The complete due-diligence portfolio — one accountable lead

The scope we cover

  • Environmental liabilities and site contamination, including legacy land use, remediation cost and unrecorded clean-up obligations
  • Emissions profile and climate-transition risk: carbon intensity, exposure to carbon pricing, and the stranded-asset question over the holding period
  • Water use, effluent discharge and pollution-control compliance against consent conditions and CPCB and state board norms
  • BRSR and sustainability-reporting readiness for listed and soon-to-list Indian targets, and the gap to assured disclosure
  • Governance quality: board composition and independence, related-party controls, whistle-blowing, and the separation of ownership from management
  • Social factors: labour practices, contract-labour compliance, occupational health and safety, and past incident history
  • Human rights and modern-slavery exposure through the supply chain, including tiered suppliers and outsourced processes
  • Community and land issues: consent for use, displacement and rehabilitation history, and the social licence to operate
  • ESG-linked value creation and the specific disclosure, covenant and reporting requirements imposed by lenders and LPs

Issues that move price and terms

  • A manufacturing or process site with legacy contamination that no environmental baseline has ever quantified
  • A carbon-intensive asset whose economics assume today's energy cost and ignore a rising price on emissions
  • Effluent or emissions operating outside consent conditions, with penalties or closure orders a live regulatory risk
  • A listed or IPO-track target with no credible path to assured BRSR disclosure on the timeline it has committed to
  • Governance concentrated in the promoter, with weak board independence and related-party flows that lack arm's-length controls
  • Contract-labour and health-and-safety practices that would not survive an acquirer's or an LP's own code
  • A supply chain with human-rights or modern-slavery exposure that the target has never mapped below its first tier

Does this describe your deal?

  • Your fund carries an LP ESG mandate and the investment committee needs the exposures sized before it will approve
  • The target holds industrial land or process sites where contamination and remediation could be a hidden liability
  • You are financing the deal and the lender has attached ESG conditions, covenants or disclosure requirements
  • The asset is carbon-intensive and you need to know whether transition and carbon cost erode the return over your hold
  • The target is listed or heading for an IPO and BRSR readiness is now a diligence question, not a later project
  • You want ESG framed as a value and pricing issue, not a checklist someone completes after signing
01

ESG has become a price-moving and financeability question

For years ESG diligence was treated as a reputational hygiene check run late and read by few. That has changed. Environmental liabilities are real numbers that sit on the balance sheet whether or not they have been recorded, transition risk erodes the economics of carbon-intensive assets over exactly the horizon a fund holds them, and a growing share of capital now comes with conditions attached. Limited partners with their own mandates, and lenders pricing sustainability-linked facilities, increasingly make disclosure and performance a condition of backing a deal at all. An exposure that cannot be evidenced is no longer a soft risk; it can narrow the pool of buyers and the availability of debt.

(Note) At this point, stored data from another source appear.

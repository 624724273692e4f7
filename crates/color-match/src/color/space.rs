//! Working color spaces and space-tagged colors.

use std::fmt;
use std::str::FromStr;

use thiserror::Error;

use super::lab::Lab;
use super::srgb::Srgb;

/// The spaces a palette index can be built in.
///
/// Distances are Euclidean in the chosen space, so the unit (and therefore a
/// sensible rejection threshold) depends on it: sRGB distances are in channel
/// units (0.0..=sqrt(3)), Lab distances are delta E (roughly 0..=150).
#[derive(Debug, Clone, Copy, PartialEq, Eq, Hash, Default)]
pub enum ColorSpace {
    /// Gamma-encoded device RGB.
    #[default]
    Srgb,
    /// CIE L\*a\*b\* (D65).
    Lab,
}

impl ColorSpace {
    /// Every supported space, in a stable order.
    pub const ALL: [ColorSpace; 2] = [ColorSpace::Srgb, ColorSpace::Lab];

    /// Lowercase identifier used in configuration and on the command line.
    pub fn name(self) -> &'static str {
        match self {
            ColorSpace::Srgb => "srgb",
            ColorSpace::Lab => "lab",
        }
    }

    /// Maximum accepted distance when the caller does not supply one.
    ///
    /// 0.2 in sRGB accepts a solid navy photo (mean about 0.18 from `navy`)
    /// while rejecting a mid-grey photo; 20 delta E is the Lab counterpart.
    pub fn default_max_distance(self) -> f64 {
        match self {
            ColorSpace::Srgb => 0.2,
            ColorSpace::Lab => 20.0,
        }
    }
}

impl fmt::Display for ColorSpace {
    fn fmt(&self, f: &mut fmt::Formatter<'_>) -> fmt::Result {
        f.write_str(self.name())
    }
}

/// Error returned when a color space name is not recognised.
#[derive(Debug, Clone, PartialEq, Eq, Error)]
#[error("unknown color space '{0}' (expected srgb or lab)")]
pub struct ParseSpaceError(pub String);

impl FromStr for ColorSpace {
    type Err = ParseSpaceError;

    fn from_str(s: &str) -> Result<Self, Self::Err> {
        match s.trim().to_ascii_lowercase().as_str() {
            "srgb" | "rgb" => Ok(ColorSpace::Srgb),
            "lab" => Ok(ColorSpace::Lab),
            _ => Err(ParseSpaceError(s.to_string())),
        }
    }
}

/// A color tagged with the space it is expressed in.
#[derive(Debug, Clone, Copy, PartialEq)]
pub enum Color {
    Srgb(Srgb),
    Lab(Lab),
}

impl Color {
    /// The space this color is expressed in.
    pub fn space(&self) -> ColorSpace {
        match self {
            Color::Srgb(_) => ColorSpace::Srgb,
            Color::Lab(_) => ColorSpace::Lab,
        }
    }

    /// Express this color in `space`. Identity when it already is.
    pub fn to_space(self, space: ColorSpace) -> Color {
        match (self, space) {
            (Color::Srgb(_), ColorSpace::Srgb) | (Color::Lab(_), ColorSpace::Lab) => self,
            (Color::Srgb(srgb), ColorSpace::Lab) => Color::Lab(Lab::from(srgb)),
            (Color::Lab(lab), ColorSpace::Srgb) => Color::Srgb(Srgb::from(lab)),
        }
    }

    /// Raw channel values in this color's own space.
    pub fn components(&self) -> [f64; 3] {
        match self {
            Color::Srgb(srgb) => srgb.to_array(),
            Color::Lab(lab) => lab.to_array(),
        }
    }

    /// Channel values after conversion into `space`.
    pub fn components_in(self, space: ColorSpace) -> [f64; 3] {
        self.to_space(space).components()
    }

    /// The color as device RGB, converting if needed.
    pub fn to_srgb(self) -> Srgb {
        match self {
            Color::Srgb(srgb) => srgb,
            Color::Lab(lab) => Srgb::from(lab),
        }
    }
}

impl From<Srgb> for Color {
    fn from(srgb: Srgb) -> Self {
        Color::Srgb(srgb)
    }
}

impl From<Lab> for Color {
    fn from(lab: Lab) -> Self {
        Color::Lab(lab)
    }
}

We therefore scope ESG as a commercial workstream, not a scorecard. The question is never whether the target is virtuous; it is whether a specific exposure changes what you should pay, what you must protect against in the agreement, or what you will have to disclose and remediate once you own it. That framing keeps the work distinct from the governance-badge exercises that ESG diligence is sometimes reduced to, and anchors every finding to price, terms and financeability.

  • Contingent environmental and remediation liabilities quantified, not just noted
  • Transition and carbon-cost exposure modelled against the holding period, not today's snapshot
  • Lender and LP ESG conditions mapped to what the target can actually evidence
  • Every finding expressed as an effect on price, protection or financeability

We scope and integrate the ESG stream; the technical environmental and sustainability assessment is executed by the vetted specialist we coordinate, never by Gladwin.

02

Environmental and climate risk carry the hardest numbers

The environmental and climate half of the work is where the quantifiable liabilities usually sit. On the environmental side we scope contamination and legacy land use, the cost and obligation to remediate, and compliance with the water, effluent and air-pollution consents that govern Indian sites, where a breach can bring penalties, directions or closure from the pollution control boards. A site that has changed use, or operated for decades without an environmental baseline, can carry a clean-up liability that the accounts never captured and the seller has no incentive to raise.

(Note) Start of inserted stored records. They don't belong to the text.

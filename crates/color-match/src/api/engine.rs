//! MatchEngine -- the primary entry point for the crate.
//!
//! [`MatchEngine`] owns a palette indexed in every supported color space and
//! runs the decode, summarize, convert, lookup and threshold steps for each
//! request.

use super::error::MatchError;
use super::request::MatchRequest;
use crate::color::{Color, ColorSpace, Srgb};
use crate::palette::{Nearest, Palette, PaletteIndex};
use crate::summarize::ImageBuffer;

/// Outcome of a match that ran to completion.
#[derive(Debug, Clone, PartialEq)]
pub enum MatchOutcome {
    /// The nearest entry is within the distance limit.
    Match { name: String, distance: f64 },
    /// The nearest entry is farther than `max_distance`.
    NoMatch { max_distance: f64, nearest: Nearest },
}

impl MatchOutcome {
    pub fn is_match(&self) -> bool {
        matches!(self, MatchOutcome::Match { .. })
    }

    /// Name of the matched entry, if any.
    pub fn name(&self) -> Option<&str> {
        match self {
            MatchOutcome::Match { name, .. } => Some(name),
            MatchOutcome::NoMatch { .. } => None,
        }
    }

    /// Distance to the nearest entry, whether or not it was accepted.
    pub fn distance(&self) -> f64 {
        match self {
            MatchOutcome::Match { distance, .. } => *distance,
            MatchOutcome::NoMatch { nearest, .. } => nearest.distance,
        }
    }
}

/// Matches images and colors against a fixed palette.
///
/// The palette is indexed in sRGB and Lab once, at construction. All query
/// methods take `&self` and nothing is mutated afterwards, so one engine can
/// serve any number of threads.
///
/// # Example
///
/// ```
/// use color_match::{Color, ColorSpace, MatchEngine, MatchOutcome, Palette, Srgb};
///
/// let palette = Palette::from_hex([("black", "#000000"), ("white", "#ffffff")]).unwrap();
/// let engine = MatchEngine::new(palette).unwrap();
///
/// let outcome = engine
///     .match_color(Color::from(Srgb::new(0.95, 0.95, 0.95)), ColorSpace::Srgb, 0.2)
///     .unwrap();
/// assert_eq!(outcome.name(), Some("white"));
///
/// let outcome = engine
///     .match_color(Color::from(Srgb::new(0.5, 0.5, 0.5)), ColorSpace::Srgb, 0.2)
///     .unwrap();
/// assert!(matches!(outcome, MatchOutcome::NoMatch { .. }));
/// ```
#[derive(Debug, Clone)]
pub struct MatchEngine {
    srgb: PaletteIndex,
    lab: PaletteIndex,
}

impl MatchEngine {
    /// Index `palette` in every supported space.
    pub fn new(palette: Palette) -> Result<Self, MatchError> {
        let srgb = PaletteIndex::build(&palette, ColorSpace::Srgb)?;
        let lab = PaletteIndex::build(&palette, ColorSpace::Lab)?;
        tracing::debug!(entries = palette.len(), "palette indexed");
        Ok(Self { srgb, lab })
    }

    pub fn palette(&self) -> &Palette {
        self.srgb.palette()
    }

    /// The index searched for queries in `space`.
    pub fn index(&self, space: ColorSpace) -> &PaletteIndex {
        match space {
            ColorSpace::Srgb => &self.srgb,
            ColorSpace::Lab => &self.lab,
        }
    }

    /// Decode `bytes` and reduce the image to one color, as `request` says.
    pub fn summarize(&self, bytes: &[u8], request: &MatchRequest) -> Result<Srgb, MatchError> {
        let image = ImageBuffer::decode(bytes, request.get_resize_to())?;
        let summary = request.get_summarizer().summarize(&image)?;
        tracing::debug!(
            width = image.width(),
            height = image.height(),
            summarizer = %request.get_summarizer(),
            summary = %summary,
            "image summarized"
        );
        Ok(summary)
    }

    /// Run the full pipeline on encoded image bytes.
    ///
    /// # Errors
    ///
    /// - the distance limit is negative or NaN
    ///   ([`MatchError::InvalidParameter`])
    /// - the bytes are not a supported image ([`MatchError::Decode`])
    /// - an invalid summarizer or resize parameter
    pub fn match_bytes(
        &self,
        bytes: &[u8],
        request: &MatchRequest,
    ) -> Result<MatchOutcome, MatchError> {
        let max_distance = request.effective_max_distance();
        validate_max_distance(max_distance)?;

        let summary = self.summarize(bytes, request)?;
        self.match_color(Color::from(summary), request.get_space(), max_distance)
    }

    /// Match an already known color in `space`.
    ///
    /// # Errors
    ///
    /// Returns [`MatchError::InvalidParameter`] when `max_distance` is
    /// negative or NaN, or when the color has a non-finite channel. An
    /// infinite `max_distance` accepts the nearest entry unconditionally.
    pub fn match_color(
        &self,
        color: Color,
        space: ColorSpace,
        max_distance: f64,
    ) -> Result<MatchOutcome, MatchError> {
        validate_max_distance(max_distance)?;
        if !color.components().iter().all(|c| c.is_finite()) {
            return Err(MatchError::InvalidParameter(format!(
                "color {:?} has a non-finite channel",
                color.components()
            )));
        }

        let nearest = self.index(space).nearest(color);
        tracing::debug!(
            space = %space,
            name = %nearest.name,
            distance = nearest.distance,
            max_distance,
            "nearest palette entry"
        );

        if nearest.distance > max_distance {
            Ok(MatchOutcome::NoMatch {
                max_distance,
                nearest,
            })
        } else {
            Ok(MatchOutcome::Match {
                name: nearest.name,
                distance: nearest.distance,
            })
        }
    }
}

/// Any non-negative limit is valid, including infinity ("always match").
fn validate_max_distance(max_distance: f64) -> Result<(), MatchError> {
    // NaN fails the comparison
    if max_distance >= 0.0 {
        Ok(())
    } else {
        Err(MatchError::InvalidParameter(format!(
            "maximum distance must be a non-negative number, got {max_distance}"
        )))
    }
}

On climate, the exposure runs two ways. Physical risk asks whether the asset itself, its sites and its supply lines, is vulnerable to water stress, flooding or heat over the hold. Transition risk asks what a rising cost on carbon does to the economics of an emissions-intensive business, and whether plant or reserves become stranded before the investment is realised. For an asset whose model quietly assumes today's energy price, that is not a distant ethical point; it is a direct hit to the return, and one an acquirer should price rather than inherit.

Unrecorded site remediation and mispriced carbon exposure are the two environmental findings that most often reprice an industrial deal.

03

Governance, social factors and the India reporting context

The governance and social side is less about single large numbers and more about durability and financeability. On governance we test board composition and independence, the controls around related-party transactions, and how cleanly ownership is separated from management, precisely because the promoter-led structures common in Indian targets often concentrate decision-making in ways an incoming institutional owner and its lenders will not accept. On the social side we look at labour and contract-labour compliance, occupational health and safety and past incident history, and the human-rights and modern-slavery exposure that runs through tiered supply chains a target has rarely mapped below its first tier. Land, consent and community history complete the picture, because a contested social licence can stall an asset long after the deal closes.

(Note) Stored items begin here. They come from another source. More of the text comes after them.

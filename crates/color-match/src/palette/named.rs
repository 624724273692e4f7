//! Built-in web color tables.
//!
//! The CSS3/SVG extended color keywords and the basic HTML 4 / CSS 2.1 sets,
//! each in alphabetical order.

use std::fmt;
use std::str::FromStr;

use super::error::PaletteError;

/// Selects one of the built-in color tables.
#[derive(Debug, Clone, Copy, PartialEq, Eq, Hash, Default)]
pub enum BuiltinPalette {
    /// The 147 CSS3/SVG extended color keywords.
    #[default]
    Css3,
    /// The 16 HTML 4 colors plus `orange`.
    Css21,
    /// The 16 HTML 4 colors.
    Html4,
}

impl BuiltinPalette {
    pub const ALL: [BuiltinPalette; 3] = [
        BuiltinPalette::Css3,
        BuiltinPalette::Css21,
        BuiltinPalette::Html4,
    ];

    pub fn name(self) -> &'static str {
        match self {
            BuiltinPalette::Css3 => "css3",
            BuiltinPalette::Css21 => "css21",
            BuiltinPalette::Html4 => "html4",
        }
    }

    /// `(name, [r, g, b])` entries of this table.
    pub fn entries(self) -> &'static [(&'static str, [u8; 3])] {
        match self {
            BuiltinPalette::Css3 => CSS3,
            BuiltinPalette::Css21 => CSS21,
            BuiltinPalette::Html4 => HTML4,
        }
    }
}

impl fmt::Display for BuiltinPalette {
    fn fmt(&self, f: &mut fmt::Formatter<'_>) -> fmt::Result {
        f.write_str(self.name())
    }
}

impl FromStr for BuiltinPalette {
    type Err = PaletteError;

    fn from_str(s: &str) -> Result<Self, Self::Err> {
        match s.trim().to_ascii_lowercase().as_str() {
            "css3" | "svg" => Ok(BuiltinPalette::Css3),
            "css21" | "css2.1" => Ok(BuiltinPalette::Css21),
            "html4" | "css2" => Ok(BuiltinPalette::Html4),
            _ => Err(PaletteError::UnknownBuiltin(s.to_string())),
        }
    }
}

const HTML4: &[(&str, [u8; 3])] = &[
    ("aqua", [0, 255, 255]),
    ("black", [0, 0, 0]),
    ("blue", [0, 0, 255]),
    ("fuchsia", [255, 0, 255]),
    ("gray", [128, 128, 128]),
    ("green", [0, 128, 0]),
    ("lime", [0, 255, 0]),
    ("maroon", [128, 0, 0]),
    ("navy", [0, 0, 128]),
    ("olive", [128, 128, 0]),
    ("purple", [128, 0, 128]),
    ("red", [255, 0, 0]),
    ("silver", [192, 192, 192]),
    ("teal", [0, 128, 128]),
    ("white", [255, 255, 255]),
    ("yellow", [255, 255, 0]),
];

const CSS21: &[(&str, [u8; 3])] = &[
    ("aqua", [0, 255, 255]),
    ("black", [0, 0, 0]),
    ("blue", [0, 0, 255]),
    ("fuchsia", [255, 0, 255]),
    ("gray", [128, 128, 128]),
    ("green", [0, 128, 0]),
    ("lime", [0, 255, 0]),
    ("maroon", [128, 0, 0]),
    ("navy", [0, 0, 128]),
    ("olive", [128, 128, 0]),
    ("orange", [255, 165, 0]),
    ("purple", [128, 0, 128]),
    ("red", [255, 0, 0]),
    ("silver", [192, 192, 192]),
    ("teal", [0, 128, 128]),
    ("white", [255, 255, 255]),
    ("yellow", [255, 255, 0]),
];

const CSS3: &[(&str, [u8; 3])] = &[
    ("aliceblue", [240, 248, 255]),
    ("antiquewhite", [250, 235, 215]),
    ("aqua", [0, 255, 255]),
    ("aquamarine", [127, 255, 212]),
    ("azure", [240, 255, 255]),
    ("beige", [245, 245, 220]),
    ("bisque", [255, 228, 196]),
    ("black", [0, 0, 0]),
    ("blanchedalmond", [255, 235, 205]),
    ("blue", [0, 0, 255]),
    ("blueviolet", [138, 43, 226]),
    ("brown", [165, 42, 42]),
    ("burlywood", [222, 184, 135]),
    ("cadetblue", [95, 158, 160]),
    ("chartreuse", [127, 255, 0]),
    ("chocolate", [210, 105, 30]),
    ("coral", [255, 127, 80]),
    ("cornflowerblue", [100, 149, 237]),
    ("cornsilk", [255, 248, 220]),
    ("crimson", [220, 20, 60]),
    ("cyan", [0, 255, 255]),
    ("darkblue", [0, 0, 139]),
    ("darkcyan", [0, 139, 139]),
    ("darkgoldenrod", [184, 134, 11]),
    ("darkgray", [169, 169, 169]),
    ("darkgreen", [0, 100, 0]),
    ("darkgrey", [169, 169, 169]),
    ("darkkhaki", [189, 183, 107]),
    ("darkmagenta", [139, 0, 139]),
    ("darkolivegreen", [85, 107, 47]),
    ("darkorange", [255, 140, 0]),
    ("darkorchid", [153, 50, 204]),
    ("darkred", [139, 0, 0]),
    ("darksalmon", [233, 150, 122]),
    ("darkseagreen", [143, 188, 143]),
    ("darkslateblue", [72, 61, 139]),
    ("darkslategray", [47, 79, 79]),
    ("darkslategrey", [47, 79, 79]),
    ("darkturquoise", [0, 206, 209]),
    ("darkviolet", [148, 0, 211]),
    ("deeppink", [255, 20, 147]),
    ("deepskyblue", [0, 191, 255]),
    ("dimgray", [105, 105, 105]),
    ("dimgrey", [105, 105, 105]),
    ("dodgerblue", [30, 144, 255]),
    ("firebrick", [178, 34, 34]),
    ("floralwhite", [255, 250, 240]),
    ("forestgreen", [34, 139, 34]),
    ("fuchsia", [255, 0, 255]),
    ("gainsboro", [220, 220, 220]),
    ("ghostwhite", [248, 248, 255]),
    ("gold", [255, 215, 0]),
    ("goldenrod", [218, 165, 32]),
    ("gray", [128, 128, 128]),
    ("green", [0, 128, 0]),
    ("greenyellow", [173, 255, 47]),
    ("grey", [128, 128, 128]),
    ("honeydew", [240, 255, 240]),
    ("hotpink", [255, 105, 180]),
    ("indianred", [205, 92, 92]),
    ("indigo", [75, 0, 130]),
    ("ivory", [255, 255, 240]),
    ("khaki", [240, 230, 140]),
    ("lavender", [230, 230, 250]),
    ("lavenderblush", [255, 240, 245]),
    ("lawngreen", [124, 252, 0]),
    ("lemonchiffon", [255, 250, 205]),
    ("lightblue", [173, 216, 230]),
    ("lightcoral", [240, 128, 128]),
    ("lightcyan", [224, 255, 255]),
    ("lightgoldenrodyellow", [250, 250, 210]),
    ("lightgray", [211, 211, 211]),
    ("lightgreen", [144, 238, 144]),
    ("lightgrey", [211, 211, 211]),
    ("lightpink", [255, 182, 193]),
    ("lightsalmon", [255, 160, 122]),
    ("lightseagreen", [32, 178, 170]),
    ("lightskyblue", [135, 206, 250]),
    ("lightslategray", [119, 136, 153]),
    ("lightslategrey", [119, 136, 153]),
    ("lightsteelblue", [176, 196, 222]),
    ("lightyellow", [255, 255, 224]),
    ("lime", [0, 255, 0]),
    ("limegreen", [50, 205, 50]),
    ("linen", [250, 240, 230]),
    ("magenta", [255, 0, 255]),
    ("maroon", [128, 0, 0]),
    ("mediumaquamarine", [102, 205, 170]),
    ("mediumblue", [0, 0, 205]),
    ("mediumorchid", [186, 85, 211]),
    ("mediumpurple", [147, 112, 219]),
    ("mediumseagreen", [60, 179, 113]),
    ("mediumslateblue", [123, 104, 238]),
    ("mediumspringgreen", [0, 250, 154]),
    ("mediumturquoise", [72, 209, 204]),
    ("mediumvioletred", [199, 21, 133]),
    ("midnightblue", [25, 25, 112]),
    ("mintcream", [245, 255, 250]),
    ("mistyrose", [255, 228, 225]),
    ("moccasin", [255, 228, 181]),
    ("navajowhite", [255, 222, 173]),
    ("navy", [0, 0, 128]),
    ("oldlace", [253, 245, 230]),
    ("olive", [128, 128, 0]),
    ("olivedrab", [107, 142, 35]),
    ("orange", [255, 165, 0]),
    ("orangered", [255, 69, 0]),
    ("orchid", [218, 112, 214]),
    ("palegoldenrod", [238, 232, 170]),
    ("palegreen", [152, 251, 152]),
    ("paleturquoise", [175, 238, 238]),
    ("palevioletred", [219, 112, 147]),
    ("papayawhip", [255, 239, 213]),
    ("peachpuff", [255, 218, 185]),
    ("peru", [205, 133, 63]),
    ("pink", [255, 192, 203]),
    ("plum", [221, 160, 221]),
    ("powderblue", [176, 224, 230]),
    ("purple", [128, 0, 128]),
    ("red", [255, 0, 0]),
    ("rosybrown", [188, 143, 143]),
    ("royalblue", [65, 105, 225]),
    ("saddlebrown", [139, 69, 19]),
    ("salmon", [250, 128, 114]),
    ("sandybrown", [244, 164, 96]),
    ("seagreen", [46, 139, 87]),
    ("seashell", [255, 245, 238]),
    ("sienna", [160, 82, 45]),
    ("silver", [192, 192, 192]),
    ("skyblue", [135, 206, 235]),
    ("slateblue", [106, 90, 205]),
    ("slategray", [112, 128, 144]),
    ("slategrey", [112, 128, 144]),
    ("snow", [255, 250, 250]),
    ("springgreen", [0, 255, 127]),
    ("steelblue", [70, 130, 180]),
    ("tan", [210, 180, 140]),
    ("teal", [0, 128, 128]),
    ("thistle", [216, 191, 216]),
    ("tomato", [255, 99, 71]),
    ("turquoise", [64, 224, 208]),
    ("violet", [238, 130, 238]),
    ("wheat", [245, 222, 179]),
    ("white", [255, 255, 255]),
    ("whitesmoke", [245, 245, 245]),
    ("yellow", [255, 255, 0]),
    ("yellowgreen", [154, 205, 50]),
];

India adds a specific reporting dimension. Business Responsibility and Sustainability Reporting is now a live obligation for the larger listed companies and a fast-approaching one for IPO-track targets, and the gap between what a target discloses and what it could actually assure is itself a diligence finding. We size that readiness gap, read it against the buyer's own reporting obligations, and fold the whole ESG view into the integrated red-flag report so a contamination cost, a governance weakness or a disclosure gap is weighed against the full deal rather than in a silo. Where governance or leadership weakness is the finding, the ESG stream connects directly to the leadership diligence we lead ourselves.

From scoping to a red-flag report

We agree the ESG materiality thresholds for this sector and asset, identify the environmental, climate, social and governance exposures that could be price-moving, and issue a targeted information request covering consents, incident history, board records and any prior ESG work.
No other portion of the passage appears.